An American scientist who was taken to see the facility called it "stunning" and "astonishingly modern", casting doubt over the ability of UN sanctions to thwart or even slow down North Korea's nuclear ambitions.

Satellite photography is also showing new construction work at the Yongbyon site of the country's main nuclear reactor, work that the regime says is aimed at building a light-water reactor for generating electricity.

The US state department's special representative on North Korean policy flew to the region yesterday to have talks with some members of the so-called "six-party talks", whose negotiations on disarmament have been stalled for almost two years. Stephen Bosworth arrived in the South Korean capital, Seoul, to meet Kim Sung Hwan, the country's Foreign Minister.

As well as North and South Korea and the US, the group of six includes Japan, Russia and North Korea's main diplomatic backer, China.

The Stanford University professor Siegfried Hecker, a veteran nuclear scientist and former director of the US Los Alamos Nuclear Laboratory, was on a visit to Yongbyon two weeks ago when officials called him to see a secretly and rapidly built new enrichment facility. "Instead of seeing a few small cascades of centrifuges, which I believed to exist in North Korea, we saw a modern, clean centrifuge plant of more than a thousand centrifuges, all neatly aligned and plumbed below us," he wrote in a report.
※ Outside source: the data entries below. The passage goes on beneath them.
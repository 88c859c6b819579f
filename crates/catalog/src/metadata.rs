//! Bibliographic metadata model and lookup seam.

use async_trait::async_trait;
use serde::{Deserialize, Serialize};

/// Placeholder some catalog records carry instead of a real description.
const UNKNOWN_DESCRIPTION: &str = "不明";

const SENTENCE_END: char = '。';
const ELLIPSIS: &str = "...";

/// At most this many sentences go into an excerpt.
pub const SUMMARY_MAX_SENTENCES: usize = 5;

/// Bibliographic record for the best match of a keyword.
#[derive(Debug, Clone, Default, PartialEq, Eq, Serialize, Deserialize)]
pub struct BookMetadata {
    pub title: Option<String>,
    pub subtitle: Option<String>,
    pub authors: Vec<String>,
    pub publisher: Option<String>,
    pub published_date: Option<String>,
    pub description: Option<String>,
    pub categories: Vec<String>,
    pub page_count: Option<u32>,
    pub language: Option<String>,
    pub thumbnail_url: Option<String>,
    pub info_url: Option<String>,
    pub isbn13: Option<String>,
    pub isbn10: Option<String>,
}

impl BookMetadata {
    /// ISBN-13 when known, else ISBN-10.
    pub fn isbn(&self) -> Option<&str> {
        self.isbn13.as_deref().or(self.isbn10.as_deref())
    }

    /// Authors joined for display, `None` when there are none.
    pub fn authors_display(&self) -> Option<String> {
        if self.authors.is_empty() {
            None
        } else {
            Some(self.authors.join(" / "))
        }
    }

    /// Short summary of the description.
    ///
    /// Whitespace is collapsed and whole sentences are kept while they fit in
    /// `max_chars` (up to [`SUMMARY_MAX_SENTENCES`]). If not even the first
    /// sentence fits, the text is cut at `max_chars`. An ellipsis marks any
    /// dropped text. Returns `None` when there is no usable description.
    pub fn summary_excerpt(&self, max_chars: usize) -> Option<String> {
        let description = self.description.as_deref()?.trim();
        if description.is_empty() || description == UNKNOWN_DESCRIPTION {
            return None;
        }

        let text = description.split_whitespace().collect::<Vec<_>>().join(" ");
        let sentences: Vec<&str> = text
            .split(SENTENCE_END)
            .map(str::trim)
            .filter(|s| !s.is_empty())
            .collect();

        let mut kept: Vec<&str> = Vec::new();
        let mut used = 0;
        for sentence in sentences.iter().take(SUMMARY_MAX_SENTENCES) {
            let len = sentence.chars().count();
            if used + len > max_chars {
                break;
            }
            kept.push(sentence);
            // the separator counts against the next sentence
            used += len + 1;
        }

        if kept.is_empty() {
            return Some(truncate_chars(&text, max_chars));
        }

        let mut summary = kept.join("。");
        summary.push(SENTENCE_END);
        if sentences.len() > kept.len() {
            summary.push_str(ELLIPSIS);
        }
        Some(summary)
    }
}

fn truncate_chars(text: &str, max_chars: usize) -> String {
    if text.chars().count() <= max_chars {
        return text.to_string();
    }
    let mut cut: String = text.chars().take(max_chars).collect();
    while cut.ends_with(SENTENCE_END) {
        cut.pop();
    }
    cut.push_str(ELLIPSIS);
    cut
}

/// Looks up the best bibliographic match for a keyword.
///
/// Lookups never fail: transport, status and decode problems are logged by
/// the implementation and reported as `None`, the same as "no match".
#[async_trait]
pub trait BookMetadataLookup: Send + Sync {
    async fn lookup(&self, keyword: &str) -> Option<BookMetadata>;
}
He described the control room as "astonishingly modern" and on a par with "any modern American processing facility". Construction of the centrifuges began only in April 2009, the scientist was told. When international weapons inspectors were expelled from the country last year the plant did not exist.
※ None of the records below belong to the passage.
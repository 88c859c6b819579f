//! Retail chain store-scoped stock lookup.
//!
//! No single query returns stock for a store, so resolution runs in three
//! strictly ordered stages:
//!
//! 1. **Candidate discovery** - fetch the keyword listing and take the
//!    `workId` from the first anchor pointing at the selection route.
//! 2. **Product key extraction** - open the selection page for that work and
//!    read the `productKey` (ISBN/JAN) from the page, or from the tail of the
//!    redirected URL.
//! 3. **Stock fetch** - open the stock page for the work, edition and
//!    configured store, then classify.
//!
//! Stopping early after stage 1 or 2 is not an error: the result is
//! "undetermined" and links to the search listing. Candidate selection trusts
//! the source's ranking and always takes the first anchor; there is no
//! title or author matching.

use std::sync::Arc;

use async_trait::async_trait;
use lazy_static::lazy_static;
use regex::Regex;
use scraper::{Html, Selector};
use tracing::debug;
use url::Url;

use super::traits::{contains_any, AvailabilityResolver, Resolution};
use crate::config::AvailabilityConfig;
use crate::errors::AvailabilityError;
use crate::http::{FetchRequest, HttpClient};
use crate::models::{RetailChainCandidate, RetailChainLinks, SourceId, Status};
use crate::urls::{
    build_retail_chain_entry_url, build_retail_chain_search_url, build_retail_chain_stock_url,
    retail_chain_select_params, RETAIL_CHAIN_SELECT_URL,
};

/// Phrases of a store that has the edition on its shelves.
pub const IN_STOCK_PHRASES: &[&str] = &["在庫あり"];

/// Phrases of a store without stock, including "ask the store about arrivals".
pub const OUT_OF_STOCK_PHRASES: &[&str] = &["在庫なし", "入荷予定は店舗にお問い合わせ下さい"];

lazy_static! {
    static ref SELECT_ROUTE: Regex =
        Regex::new(r"/search/result/select\?").expect("valid selection route pattern");
    static ref WORK_ID: Regex = Regex::new(r"workId=(\d+)").expect("valid work id pattern");
    static ref PRODUCT_KEY: Regex =
        Regex::new(r"productKey=(\d+)").expect("valid product key pattern");
    /// `.../<work>/<isbn>` at the end of a path
    static ref TRAILING_PRODUCT_KEY: Regex =
        Regex::new(r"/\d+/(\d{10,13})/?$").expect("valid trailing product key pattern");
}

const SOURCE: SourceId = SourceId::RetailChain;

/// Retail chain resolver.
pub struct RetailChainResolver {
    http: Arc<dyn HttpClient>,
    config: AvailabilityConfig,
}

impl RetailChainResolver {
    pub fn new(http: Arc<dyn HttpClient>, config: AvailabilityConfig) -> Self {
        Self { http, config }
    }

    /// Run stages 1 and 2 and assemble the links.
    ///
    /// When either stage finds nothing, the stock link is the search listing.
    pub async fn discover(&self, keyword: &str) -> Result<RetailChainLinks, AvailabilityError> {
        let search_url = build_retail_chain_search_url(keyword);
        let mut candidate = RetailChainCandidate::default();

        // Stage 1
        let listing = self
            .http
            .fetch(FetchRequest::get(SOURCE, &search_url, self.config.medium_timeout))
            .await?;
        candidate.work_id = extract_first_work_id(&listing.body)?;

        let Some(work_id) = candidate.work_id.clone() else {
            debug!("retail_chain: no selection anchor for '{}'", keyword);
            return Ok(RetailChainLinks::listing_only(search_url, candidate));
        };
        debug!("retail_chain: candidate workId={}", work_id);

        // Stage 2
        let selection = self
            .http
            .fetch(
                FetchRequest::get(SOURCE, RETAIL_CHAIN_SELECT_URL, self.config.medium_timeout)
                    .query_pairs(retail_chain_select_params(&work_id)),
            )
            .await?;
        candidate.product_key = extract_product_key(&selection.body, &selection.final_url);

        let Some(product_key) = candidate.product_key.clone() else {
            debug!("retail_chain: no productKey for workId={}", work_id);
            return Ok(RetailChainLinks::listing_only(search_url, candidate));
        };
        debug!("retail_chain: productKey={}", product_key);

        let stock_url = build_retail_chain_stock_url(&work_id, &product_key, &self.config.store_keyword);
        Ok(RetailChainLinks {
            search_url,
            stock_url,
            candidate,
        })
    }
}

/// `workId` of the first anchor that targets the selection route.
///
/// Only the first matching anchor is considered; if it carries no `workId`
/// the result is `None` even when later anchors would.
pub fn extract_first_work_id(html: &str) -> Result<Option<String>, AvailabilityError> {
    let selector = Selector::parse("a[href]")
        .map_err(|e| AvailabilityError::parse(SOURCE.as_str(), format!("anchor selector: {:?}", e)))?;
    let document = Html::parse_document(html);

    let href = document
        .select(&selector)
        .filter_map(|anchor| anchor.value().attr("href"))
        .find(|href| SELECT_ROUTE.is_match(href));

    Ok(href
        .and_then(|href| WORK_ID.captures(href))
        .and_then(|caps| caps.get(1))
        .map(|m| m.as_str().to_string()))
}

/// `productKey` from the selection page body, else the trailing ISBN/JAN
/// segment of the redirected URL.
pub fn extract_product_key(body: &str, final_url: &str) -> Option<String> {
    if let Some(key) = PRODUCT_KEY.captures(body).and_then(|caps| caps.get(1)) {
        return Some(key.as_str().to_string());
    }

    let path = Url::parse(final_url).ok()?.path().to_string();
    TRAILING_PRODUCT_KEY
        .captures(&path)
        .and_then(|caps| caps.get(1))
        .map(|m| m.as_str().to_string())
}

/// Classify the store-scoped stock page.
pub fn classify_stock(body: &str) -> Status {
    if contains_any(body, IN_STOCK_PHRASES) {
        Status::in_stock()
    } else if contains_any(body, OUT_OF_STOCK_PHRASES) {
        Status::not_found()
    } else {
        Status::undetermined()
    }
}

#[async_trait]
impl AvailabilityResolver for RetailChainResolver {
    fn source(&self) -> SourceId {
        SOURCE
    }

    fn error_url(&self, _keyword: &str) -> String {
        build_retail_chain_entry_url()
    }

    async fn check(&self, keyword: &str) -> Result<Resolution, AvailabilityError> {
        let links = self.discover(keyword).await?;

        if !links.is_complete() {
            return Ok(Resolution::with_url(Status::undetermined(), links.stock_url));
        }

        // Stage 3
        let response = self
            .http
            .fetch(
                FetchRequest::get(SOURCE, &links.stock_url, self.config.medium_timeout)
                    .detect_charset(),
            )
            .await?;

        let status = classify_stock(&response.body);
        debug!("retail_chain classified '{}' as {}", keyword, status.severity());
        Ok(Resolution::with_url(status, links.stock_url))
    }
}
North Korea has built a small number of nuclear weapons from plutonium but enriched uranium can be used for more powerful bombs.

Many questions are still unanswered about North Korea's nuclear programme, Professor Hecker wrote, including whether the North is really only pursuing nuclear electricity; how it got such sophisticated centrifuge technology; and why it is revealing the facilities now. "One thing is certain," he said. "These revelations will cause a political firestorm."

Kim Jong-Il, North Korea's leader, is "predictable in his unpredictability", the US chairman of the joint chiefs of staff, Admiral Mike Mullen, said in response to the latest disclosures. "It's North Korea continuing on a path which is destabilising for the region," he told CNN's State of the Nation. "It confirms or validates the concern we've had for years about their enriching uranium. All of this is consistent with belligerent behaviour."

The apparent sophistication of the facilities shown to Professor Hecker caused alarm in Washington. Its disclosure comes on the heels of new satellite photography which suggested that North Korea is making good on its promise last year to restore its Yongbyon reactor for making weapons-grade plutonium.